• Aim of the exercise:
Reproduce the opening lines of the records exactly, up to and including the line in which "pub enum Literal" occurs.

:::::

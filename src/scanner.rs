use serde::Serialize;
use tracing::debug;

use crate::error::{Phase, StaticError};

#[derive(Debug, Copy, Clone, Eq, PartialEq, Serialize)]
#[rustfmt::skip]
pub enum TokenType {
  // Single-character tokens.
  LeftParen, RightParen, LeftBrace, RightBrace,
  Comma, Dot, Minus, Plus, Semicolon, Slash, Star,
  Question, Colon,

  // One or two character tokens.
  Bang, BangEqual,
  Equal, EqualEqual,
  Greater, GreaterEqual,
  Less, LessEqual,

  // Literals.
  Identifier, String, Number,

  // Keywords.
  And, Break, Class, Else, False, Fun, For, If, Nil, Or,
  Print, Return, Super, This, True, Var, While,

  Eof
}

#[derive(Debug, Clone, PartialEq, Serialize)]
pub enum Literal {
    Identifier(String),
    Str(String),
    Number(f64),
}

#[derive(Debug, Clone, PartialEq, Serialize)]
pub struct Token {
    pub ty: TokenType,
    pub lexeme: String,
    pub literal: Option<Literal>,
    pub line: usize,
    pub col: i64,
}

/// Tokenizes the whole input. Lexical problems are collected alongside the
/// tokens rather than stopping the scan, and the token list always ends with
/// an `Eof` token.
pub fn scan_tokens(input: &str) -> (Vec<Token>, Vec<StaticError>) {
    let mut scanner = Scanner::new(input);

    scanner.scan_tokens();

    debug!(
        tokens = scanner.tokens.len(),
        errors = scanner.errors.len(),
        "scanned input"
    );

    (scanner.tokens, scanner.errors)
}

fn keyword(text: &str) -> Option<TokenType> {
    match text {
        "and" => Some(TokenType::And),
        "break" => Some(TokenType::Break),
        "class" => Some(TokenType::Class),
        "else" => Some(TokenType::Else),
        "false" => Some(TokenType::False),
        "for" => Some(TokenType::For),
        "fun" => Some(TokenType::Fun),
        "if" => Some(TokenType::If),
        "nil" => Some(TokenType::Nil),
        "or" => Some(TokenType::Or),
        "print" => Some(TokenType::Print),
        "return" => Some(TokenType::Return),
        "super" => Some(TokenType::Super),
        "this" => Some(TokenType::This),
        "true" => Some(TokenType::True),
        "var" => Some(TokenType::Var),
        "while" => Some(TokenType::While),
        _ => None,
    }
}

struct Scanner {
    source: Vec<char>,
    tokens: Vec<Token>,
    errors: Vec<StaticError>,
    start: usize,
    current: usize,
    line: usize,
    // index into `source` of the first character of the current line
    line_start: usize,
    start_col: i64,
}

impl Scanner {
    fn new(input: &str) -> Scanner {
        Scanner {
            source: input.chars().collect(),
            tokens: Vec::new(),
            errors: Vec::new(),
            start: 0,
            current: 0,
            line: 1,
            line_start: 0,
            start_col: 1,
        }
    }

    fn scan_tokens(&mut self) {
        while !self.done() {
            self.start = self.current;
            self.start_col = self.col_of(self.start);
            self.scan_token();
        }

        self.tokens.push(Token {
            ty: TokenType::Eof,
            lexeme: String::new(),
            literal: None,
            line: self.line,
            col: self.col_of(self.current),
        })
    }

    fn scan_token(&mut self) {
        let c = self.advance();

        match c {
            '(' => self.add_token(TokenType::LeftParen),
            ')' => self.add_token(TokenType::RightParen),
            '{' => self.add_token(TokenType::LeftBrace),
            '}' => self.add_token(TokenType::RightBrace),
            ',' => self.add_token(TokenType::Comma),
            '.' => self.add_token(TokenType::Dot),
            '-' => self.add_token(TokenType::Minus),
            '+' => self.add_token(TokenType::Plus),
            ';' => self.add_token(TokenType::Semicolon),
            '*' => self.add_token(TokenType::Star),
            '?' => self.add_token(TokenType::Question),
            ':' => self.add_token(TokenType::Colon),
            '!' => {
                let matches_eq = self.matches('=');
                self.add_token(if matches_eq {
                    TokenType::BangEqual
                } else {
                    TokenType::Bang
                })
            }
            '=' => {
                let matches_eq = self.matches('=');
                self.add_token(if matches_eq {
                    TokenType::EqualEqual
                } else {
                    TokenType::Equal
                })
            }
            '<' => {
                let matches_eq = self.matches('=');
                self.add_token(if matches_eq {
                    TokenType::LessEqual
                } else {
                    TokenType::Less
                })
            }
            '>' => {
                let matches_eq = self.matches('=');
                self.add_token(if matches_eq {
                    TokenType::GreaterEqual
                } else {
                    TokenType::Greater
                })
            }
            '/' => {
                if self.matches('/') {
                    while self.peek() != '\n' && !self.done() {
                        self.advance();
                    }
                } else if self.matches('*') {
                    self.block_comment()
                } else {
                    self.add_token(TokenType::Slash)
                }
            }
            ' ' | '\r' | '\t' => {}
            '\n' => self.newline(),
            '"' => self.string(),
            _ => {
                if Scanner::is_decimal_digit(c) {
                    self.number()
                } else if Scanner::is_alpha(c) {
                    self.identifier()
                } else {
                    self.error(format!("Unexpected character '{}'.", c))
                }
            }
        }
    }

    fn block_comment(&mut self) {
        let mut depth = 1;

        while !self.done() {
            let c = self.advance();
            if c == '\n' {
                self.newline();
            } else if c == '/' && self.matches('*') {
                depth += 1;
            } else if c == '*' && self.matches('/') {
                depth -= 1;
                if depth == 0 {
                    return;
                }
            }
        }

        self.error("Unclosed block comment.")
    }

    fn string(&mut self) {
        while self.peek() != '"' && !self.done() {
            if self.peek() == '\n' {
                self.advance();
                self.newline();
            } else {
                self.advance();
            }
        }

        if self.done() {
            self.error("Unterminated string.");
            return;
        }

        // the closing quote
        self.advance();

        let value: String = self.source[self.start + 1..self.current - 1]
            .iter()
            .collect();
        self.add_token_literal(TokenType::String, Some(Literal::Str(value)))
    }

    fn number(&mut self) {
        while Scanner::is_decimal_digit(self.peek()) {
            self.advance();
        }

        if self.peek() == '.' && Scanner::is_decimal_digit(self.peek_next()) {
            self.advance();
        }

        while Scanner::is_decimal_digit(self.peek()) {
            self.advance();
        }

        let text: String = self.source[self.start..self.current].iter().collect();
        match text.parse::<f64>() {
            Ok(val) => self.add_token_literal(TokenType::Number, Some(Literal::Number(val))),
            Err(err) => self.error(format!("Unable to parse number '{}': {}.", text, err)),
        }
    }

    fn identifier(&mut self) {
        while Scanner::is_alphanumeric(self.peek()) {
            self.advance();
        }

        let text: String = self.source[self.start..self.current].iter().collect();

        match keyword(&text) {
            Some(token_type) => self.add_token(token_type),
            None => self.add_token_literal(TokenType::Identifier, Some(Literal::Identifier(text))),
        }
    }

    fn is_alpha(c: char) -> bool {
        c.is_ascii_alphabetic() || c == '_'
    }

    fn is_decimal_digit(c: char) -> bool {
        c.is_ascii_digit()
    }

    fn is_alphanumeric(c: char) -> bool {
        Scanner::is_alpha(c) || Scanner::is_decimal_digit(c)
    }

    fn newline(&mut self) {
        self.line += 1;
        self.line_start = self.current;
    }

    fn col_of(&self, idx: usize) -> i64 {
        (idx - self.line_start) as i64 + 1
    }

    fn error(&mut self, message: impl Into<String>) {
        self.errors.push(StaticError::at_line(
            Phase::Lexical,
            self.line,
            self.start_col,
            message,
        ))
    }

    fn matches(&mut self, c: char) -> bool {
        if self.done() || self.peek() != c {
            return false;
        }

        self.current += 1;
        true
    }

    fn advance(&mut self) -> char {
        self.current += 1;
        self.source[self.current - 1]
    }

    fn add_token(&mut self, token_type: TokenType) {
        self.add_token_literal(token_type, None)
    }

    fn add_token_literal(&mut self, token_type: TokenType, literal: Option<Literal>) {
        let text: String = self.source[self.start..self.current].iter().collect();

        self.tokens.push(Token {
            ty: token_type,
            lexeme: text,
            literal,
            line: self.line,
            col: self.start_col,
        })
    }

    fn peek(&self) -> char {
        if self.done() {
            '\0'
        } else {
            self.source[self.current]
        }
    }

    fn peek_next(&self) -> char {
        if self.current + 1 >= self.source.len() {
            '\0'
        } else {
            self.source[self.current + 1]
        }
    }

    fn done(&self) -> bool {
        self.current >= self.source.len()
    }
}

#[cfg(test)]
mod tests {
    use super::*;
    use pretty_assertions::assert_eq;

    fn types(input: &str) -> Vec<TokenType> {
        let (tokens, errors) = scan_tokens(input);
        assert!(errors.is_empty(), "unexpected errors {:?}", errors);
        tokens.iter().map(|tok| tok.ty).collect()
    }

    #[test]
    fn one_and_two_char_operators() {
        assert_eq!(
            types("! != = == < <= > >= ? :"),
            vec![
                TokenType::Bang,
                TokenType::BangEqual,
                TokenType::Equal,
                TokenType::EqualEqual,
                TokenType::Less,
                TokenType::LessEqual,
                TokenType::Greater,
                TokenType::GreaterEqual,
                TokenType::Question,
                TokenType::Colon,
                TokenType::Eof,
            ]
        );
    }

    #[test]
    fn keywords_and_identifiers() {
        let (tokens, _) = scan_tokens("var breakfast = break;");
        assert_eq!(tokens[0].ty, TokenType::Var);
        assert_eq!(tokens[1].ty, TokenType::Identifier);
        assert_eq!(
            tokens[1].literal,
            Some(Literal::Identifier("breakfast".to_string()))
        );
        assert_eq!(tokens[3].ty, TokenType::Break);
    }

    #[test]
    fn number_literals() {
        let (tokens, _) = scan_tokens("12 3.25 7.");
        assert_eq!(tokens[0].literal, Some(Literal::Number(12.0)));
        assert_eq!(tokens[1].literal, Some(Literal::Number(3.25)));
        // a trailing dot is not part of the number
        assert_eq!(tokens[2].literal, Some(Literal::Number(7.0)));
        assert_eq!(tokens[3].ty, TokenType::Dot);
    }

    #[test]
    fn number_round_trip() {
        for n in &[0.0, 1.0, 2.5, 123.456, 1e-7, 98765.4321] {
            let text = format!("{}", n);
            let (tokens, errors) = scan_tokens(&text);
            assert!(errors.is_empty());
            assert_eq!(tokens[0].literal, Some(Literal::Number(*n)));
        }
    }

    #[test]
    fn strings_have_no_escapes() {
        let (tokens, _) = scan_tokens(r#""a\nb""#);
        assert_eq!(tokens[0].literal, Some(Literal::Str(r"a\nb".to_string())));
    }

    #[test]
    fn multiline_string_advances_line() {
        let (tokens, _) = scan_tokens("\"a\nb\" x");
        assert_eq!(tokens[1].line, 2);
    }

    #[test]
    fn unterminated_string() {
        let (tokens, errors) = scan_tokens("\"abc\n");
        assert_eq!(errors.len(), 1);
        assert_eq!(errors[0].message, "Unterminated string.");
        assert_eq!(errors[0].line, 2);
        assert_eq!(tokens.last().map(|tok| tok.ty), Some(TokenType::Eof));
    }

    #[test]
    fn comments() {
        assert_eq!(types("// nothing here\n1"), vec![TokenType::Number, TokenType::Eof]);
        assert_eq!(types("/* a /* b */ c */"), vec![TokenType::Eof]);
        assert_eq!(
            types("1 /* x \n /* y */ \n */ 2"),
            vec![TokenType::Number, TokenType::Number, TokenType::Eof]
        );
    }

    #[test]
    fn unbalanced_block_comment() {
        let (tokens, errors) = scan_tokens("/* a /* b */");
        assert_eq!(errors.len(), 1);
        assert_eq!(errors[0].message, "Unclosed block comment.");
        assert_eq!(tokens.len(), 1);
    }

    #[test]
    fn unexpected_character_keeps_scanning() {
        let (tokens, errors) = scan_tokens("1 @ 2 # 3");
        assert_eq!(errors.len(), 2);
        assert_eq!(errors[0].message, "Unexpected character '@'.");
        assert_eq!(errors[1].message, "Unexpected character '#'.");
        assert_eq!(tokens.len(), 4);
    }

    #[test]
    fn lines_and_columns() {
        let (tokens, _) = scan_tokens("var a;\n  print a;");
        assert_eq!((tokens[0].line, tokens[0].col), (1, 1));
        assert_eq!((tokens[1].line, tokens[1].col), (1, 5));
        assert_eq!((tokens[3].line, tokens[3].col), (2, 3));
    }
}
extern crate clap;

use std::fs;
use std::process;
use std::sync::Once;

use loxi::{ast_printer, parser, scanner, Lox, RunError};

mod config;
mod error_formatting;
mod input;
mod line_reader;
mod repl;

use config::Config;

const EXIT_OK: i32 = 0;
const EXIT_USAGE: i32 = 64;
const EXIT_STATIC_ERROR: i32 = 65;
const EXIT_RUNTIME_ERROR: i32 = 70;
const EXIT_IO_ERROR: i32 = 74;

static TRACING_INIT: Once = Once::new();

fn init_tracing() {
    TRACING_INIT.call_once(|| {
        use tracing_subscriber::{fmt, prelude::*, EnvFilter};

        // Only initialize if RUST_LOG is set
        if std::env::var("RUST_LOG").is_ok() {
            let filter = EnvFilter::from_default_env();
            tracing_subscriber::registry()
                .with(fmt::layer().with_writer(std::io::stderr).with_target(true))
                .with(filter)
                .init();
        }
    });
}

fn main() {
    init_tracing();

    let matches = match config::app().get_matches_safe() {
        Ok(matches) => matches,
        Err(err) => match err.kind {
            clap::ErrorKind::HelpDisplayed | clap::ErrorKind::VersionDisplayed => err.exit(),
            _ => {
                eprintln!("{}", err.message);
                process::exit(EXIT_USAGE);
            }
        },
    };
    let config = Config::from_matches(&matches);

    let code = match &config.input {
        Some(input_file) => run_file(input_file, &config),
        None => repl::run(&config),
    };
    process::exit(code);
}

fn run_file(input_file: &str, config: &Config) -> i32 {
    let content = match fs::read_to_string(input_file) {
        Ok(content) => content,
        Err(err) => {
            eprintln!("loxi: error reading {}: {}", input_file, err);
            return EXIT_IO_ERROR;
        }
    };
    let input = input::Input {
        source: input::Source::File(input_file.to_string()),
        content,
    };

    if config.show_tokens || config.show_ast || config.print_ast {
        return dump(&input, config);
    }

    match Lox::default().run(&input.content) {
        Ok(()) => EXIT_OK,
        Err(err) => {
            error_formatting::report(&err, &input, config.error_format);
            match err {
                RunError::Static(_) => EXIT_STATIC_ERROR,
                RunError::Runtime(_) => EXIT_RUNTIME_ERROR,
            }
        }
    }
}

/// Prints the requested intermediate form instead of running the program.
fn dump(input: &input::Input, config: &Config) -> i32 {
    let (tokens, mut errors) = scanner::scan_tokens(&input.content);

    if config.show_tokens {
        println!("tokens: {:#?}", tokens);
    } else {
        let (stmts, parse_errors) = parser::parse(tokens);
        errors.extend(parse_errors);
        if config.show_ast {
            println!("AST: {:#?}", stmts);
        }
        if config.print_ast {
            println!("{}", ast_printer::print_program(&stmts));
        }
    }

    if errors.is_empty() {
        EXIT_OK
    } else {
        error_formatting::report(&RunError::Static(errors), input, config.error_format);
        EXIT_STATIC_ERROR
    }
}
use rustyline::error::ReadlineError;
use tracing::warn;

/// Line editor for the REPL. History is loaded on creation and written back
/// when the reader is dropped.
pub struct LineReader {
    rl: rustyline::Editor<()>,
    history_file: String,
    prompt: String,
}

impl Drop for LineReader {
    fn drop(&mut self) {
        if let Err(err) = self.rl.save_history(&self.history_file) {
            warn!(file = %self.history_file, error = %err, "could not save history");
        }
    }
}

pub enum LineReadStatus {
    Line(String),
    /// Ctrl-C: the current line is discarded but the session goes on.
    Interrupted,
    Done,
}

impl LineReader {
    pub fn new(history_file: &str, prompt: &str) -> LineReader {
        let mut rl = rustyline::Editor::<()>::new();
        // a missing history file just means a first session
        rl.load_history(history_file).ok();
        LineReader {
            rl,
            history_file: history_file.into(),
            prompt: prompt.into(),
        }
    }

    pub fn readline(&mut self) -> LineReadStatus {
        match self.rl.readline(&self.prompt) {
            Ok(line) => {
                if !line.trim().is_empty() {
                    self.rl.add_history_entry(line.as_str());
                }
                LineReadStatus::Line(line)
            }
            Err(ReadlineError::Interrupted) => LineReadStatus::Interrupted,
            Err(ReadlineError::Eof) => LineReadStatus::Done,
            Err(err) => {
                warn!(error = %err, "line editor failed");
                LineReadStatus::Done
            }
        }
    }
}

:::::

• Task answer:
filename src/scanner.rs
use serde::Serialize;
use tracing::debug;

use crate::error::{Phase, StaticError};

#[derive(Debug, Copy, Clone, Eq, PartialEq, Serialize)]
#[rustfmt::skip]
pub enum TokenType {
  // Single-character tokens.
  LeftParen, RightParen, LeftBrace, RightBrace,
  Comma, Dot, Minus, Plus, Semicolon, Slash, Star,
  Question, Colon,

  // One or two character tokens.
  Bang, BangEqual,
  Equal, EqualEqual,
  Greater, GreaterEqual,
  Less, LessEqual,

  // Literals.
  Identifier, String, Number,

  // Keywords.
  And, Break, Class, Else, False, Fun, For, If, Nil, Or,
  Print, Return, Super, This, True, Var, While,

  Eof
}

#[derive(Debug, Clone, PartialEq, Serialize)]
pub enum Literal {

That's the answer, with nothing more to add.